> _TASK STATEMENT_:
Set every entry down again exactly, omitting none.

Saved data entries
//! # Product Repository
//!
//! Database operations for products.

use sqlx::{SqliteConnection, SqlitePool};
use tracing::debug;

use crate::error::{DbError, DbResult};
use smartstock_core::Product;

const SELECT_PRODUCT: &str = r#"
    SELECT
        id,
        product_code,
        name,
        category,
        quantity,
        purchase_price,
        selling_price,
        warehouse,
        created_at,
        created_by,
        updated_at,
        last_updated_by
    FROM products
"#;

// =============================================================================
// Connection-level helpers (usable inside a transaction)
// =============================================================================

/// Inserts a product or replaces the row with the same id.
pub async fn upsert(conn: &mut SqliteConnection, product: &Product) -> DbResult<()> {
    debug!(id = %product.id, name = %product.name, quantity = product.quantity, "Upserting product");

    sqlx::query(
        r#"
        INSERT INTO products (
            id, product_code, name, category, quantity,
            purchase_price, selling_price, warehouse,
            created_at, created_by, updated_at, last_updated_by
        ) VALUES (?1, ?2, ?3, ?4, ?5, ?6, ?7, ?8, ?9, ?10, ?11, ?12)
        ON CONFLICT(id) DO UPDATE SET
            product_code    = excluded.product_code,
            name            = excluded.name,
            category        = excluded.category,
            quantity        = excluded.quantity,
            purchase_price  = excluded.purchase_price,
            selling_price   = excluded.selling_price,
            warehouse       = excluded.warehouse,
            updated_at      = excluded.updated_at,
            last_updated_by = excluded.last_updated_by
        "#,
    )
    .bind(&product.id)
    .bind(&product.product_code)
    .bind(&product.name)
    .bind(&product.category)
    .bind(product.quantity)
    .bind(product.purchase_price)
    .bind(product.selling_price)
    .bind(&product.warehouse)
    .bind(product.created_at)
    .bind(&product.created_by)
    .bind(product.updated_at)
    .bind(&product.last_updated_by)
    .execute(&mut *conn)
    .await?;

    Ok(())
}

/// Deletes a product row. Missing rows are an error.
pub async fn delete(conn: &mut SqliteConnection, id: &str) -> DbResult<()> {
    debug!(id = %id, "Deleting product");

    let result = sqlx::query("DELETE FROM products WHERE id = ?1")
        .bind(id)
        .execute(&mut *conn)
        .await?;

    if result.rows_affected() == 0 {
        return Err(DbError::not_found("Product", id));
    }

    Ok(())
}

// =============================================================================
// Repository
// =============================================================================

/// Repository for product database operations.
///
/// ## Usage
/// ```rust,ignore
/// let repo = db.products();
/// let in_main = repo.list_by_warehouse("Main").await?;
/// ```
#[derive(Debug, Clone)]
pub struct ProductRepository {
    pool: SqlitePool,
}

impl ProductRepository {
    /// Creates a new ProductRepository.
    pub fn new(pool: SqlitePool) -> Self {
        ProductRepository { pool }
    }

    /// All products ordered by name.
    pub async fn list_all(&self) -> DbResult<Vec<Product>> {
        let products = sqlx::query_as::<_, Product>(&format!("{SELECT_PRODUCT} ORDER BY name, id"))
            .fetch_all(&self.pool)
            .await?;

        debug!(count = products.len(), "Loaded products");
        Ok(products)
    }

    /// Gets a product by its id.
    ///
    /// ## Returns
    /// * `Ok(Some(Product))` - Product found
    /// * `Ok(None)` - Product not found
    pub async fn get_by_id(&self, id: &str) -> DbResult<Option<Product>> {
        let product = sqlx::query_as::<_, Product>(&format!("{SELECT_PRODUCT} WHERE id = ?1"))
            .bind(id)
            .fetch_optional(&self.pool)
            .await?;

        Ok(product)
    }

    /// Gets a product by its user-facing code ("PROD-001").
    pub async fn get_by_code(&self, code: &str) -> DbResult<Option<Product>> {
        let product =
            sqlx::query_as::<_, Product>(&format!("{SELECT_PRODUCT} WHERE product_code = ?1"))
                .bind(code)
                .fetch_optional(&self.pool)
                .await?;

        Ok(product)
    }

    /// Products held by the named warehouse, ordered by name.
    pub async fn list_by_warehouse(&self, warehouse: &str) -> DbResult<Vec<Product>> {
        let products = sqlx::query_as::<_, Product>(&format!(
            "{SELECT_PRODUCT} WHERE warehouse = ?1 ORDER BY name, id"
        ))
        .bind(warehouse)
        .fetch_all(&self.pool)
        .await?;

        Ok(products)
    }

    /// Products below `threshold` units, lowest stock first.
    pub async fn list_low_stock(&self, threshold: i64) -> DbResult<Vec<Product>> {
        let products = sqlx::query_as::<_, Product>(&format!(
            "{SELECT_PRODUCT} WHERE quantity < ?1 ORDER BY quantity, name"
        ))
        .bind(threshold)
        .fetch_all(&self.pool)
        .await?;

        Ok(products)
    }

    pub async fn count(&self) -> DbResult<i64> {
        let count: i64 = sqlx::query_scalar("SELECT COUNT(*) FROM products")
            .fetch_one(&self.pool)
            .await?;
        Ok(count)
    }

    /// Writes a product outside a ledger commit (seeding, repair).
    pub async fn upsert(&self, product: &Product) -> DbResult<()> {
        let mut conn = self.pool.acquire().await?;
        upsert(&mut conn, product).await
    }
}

> _RESULT OF THIS EXERCISE_:
//! # Product Repository
//!
//! Database operations for products.

use sqlx::{SqliteConnection, SqlitePool};
use tracing::debug;

use crate::error::{DbError, DbResult};
use smartstock_core::Product;

const SELECT_PRODUCT: &str = r#"
    SELECT
        id,
        product_code,
        name,
        category,
        quantity,
        purchase_price,
        selling_price,
        warehouse,
        created_at,
        created_by,
        updated_at,
        last_updated_by
    FROM products
"#;

// =============================================================================
// Connection-level helpers (usable inside a transaction)
// =============================================================================

/// Inserts a product or replaces the row with the same id.
pub async fn upsert(conn: &mut SqliteConnection, product: &Product) -> DbResult<()> {
    debug!(id = %product.id, name = %product.name, quantity = product.quantity, "Upserting product");

    sqlx::query(
        r#"
        INSERT INTO products (
            id, product_code, name, category, quantity,
            purchase_price, selling_price, warehouse,
            created_at, created_by, updated_at, last_updated_by
        ) VALUES (?1, ?2, ?3, ?4, ?5, ?6, ?7, ?8, ?9, ?10, ?11, ?12)
        ON CONFLICT(id) DO UPDATE SET
            product_code    = excluded.product_code,
            name            = excluded.name,
            category        = excluded.category,
            quantity        = excluded.quantity,
            purchase_price  = excluded.purchase_price,
            selling_price   = excluded.selling_price,
            warehouse       = excluded.warehouse,
            updated_at      = excluded.updated_at,
            last_updated_by = excluded.last_updated_by
        "#,
    )
    .bind(&product.id)
    .bind(&product.product_code)
    .bind(&product.name)
    .bind(&product.category)
    .bind(product.quantity)
    .bind(product.purchase_price)
    .bind(product.selling_price)
    .bind(&product.warehouse)
    .bind(product.created_at)
    .bind(&product.created_by)
    .bind(product.updated_at)
    .bind(&product.last_updated_by)
    .execute(&mut *conn)
    .await?;

    Ok(())
}

/// Deletes a product row. Missing rows are an error.
pub async fn delete(conn: &mut SqliteConnection, id: &str) -> DbResult<()> {
    debug!(id = %id, "Deleting product");

    let result = sqlx::query("DELETE FROM products WHERE id = ?1")
        .bind(id)
        .execute(&mut *conn)
        .await?;

    if result.rows_affected() == 0 {
        return Err(DbError::not_found("Product", id));
    }

    Ok(())
}

// =============================================================================
// Repository
// =============================================================================

/// Repository for product database operations.
///
/// ## Usage
/// ```rust,ignore
/// let repo = db.products();
/// let in_main = repo.list_by_warehouse("Main").await?;
/// ```
#[derive(Debug, Clone)]
pub struct ProductRepository {
    pool: SqlitePool,
}

impl ProductRepository {
    /// Creates a new ProductRepository.
    pub fn new(pool: SqlitePool) -> Self {
        ProductRepository { pool }
    }

    /// All products ordered by name.
    pub async fn list_all(&self) -> DbResult<Vec<Product>> {
        let products = sqlx::query_as::<_, Product>(&format!("{SELECT_PRODUCT} ORDER BY name, id"))
            .fetch_all(&self.pool)
            .await?;

        debug!(count = products.len(), "Loaded products");
        Ok(products)
    }

    /// Gets a product by its id.
    ///
    /// ## Returns
    /// * `Ok(Some(Product))` - Product found
    /// * `Ok(None)` - Product not found
    pub async fn get_by_id(&self, id: &str) -> DbResult<Option<Product>> {
        let product = sqlx::query_as::<_, Product>(&format!("{SELECT_PRODUCT} WHERE id = ?1"))
            .bind(id)
            .fetch_optional(&self.pool)
            .await?;

        Ok(product)
    }

    /// Gets a product by its user-facing code ("PROD-001").
    pub async fn get_by_code(&self, code: &str) -> DbResult<Option<Product>> {
        let product =
            sqlx::query_as::<_, Product>(&format!("{SELECT_PRODUCT} WHERE product_code = ?1"))
                .bind(code)
                .fetch_optional(&self.pool)
                .await?;

        Ok(product)
    }

    /// Products held by the named warehouse, ordered by name.
    pub async fn list_by_warehouse(&self, warehouse: &str) -> DbResult<Vec<Product>> {
        let products = sqlx::query_as::<_, Product>(&format!(
            "{SELECT_PRODUCT} WHERE warehouse = ?1 ORDER BY name, id"
        ))
        .bind(warehouse)
        .fetch_all(&self.pool)
        .await?;

        Ok(products)
    }

    /// Products below `threshold` units, lowest stock first.
    pub async fn list_low_stock(&self, threshold: i64) -> DbResult<Vec<Product>> {
        let products = sqlx::query_as::<_, Product>(&format!(
            "{SELECT_PRODUCT} WHERE quantity < ?1 ORDER BY quantity, name"
        ))
        .bind(threshold)
        .fetch_all(&self.pool)
        .await?;

        Ok(products)
    }

    pub async fn count(&self) -> DbResult<i64> {
        let count: i64 = sqlx::query_scalar("SELECT COUNT(*) FROM products")
            .fetch_one(&self.pool)
            .await?;
        Ok(count)
    }

    /// Writes a product outside a ledger commit (seeding, repair).
    pub async fn upsert(&self, product: &Product) -> DbResult<()> {
        let mut conn = self.pool.acquire().await?;
        upsert(&mut conn, product).await
    }
}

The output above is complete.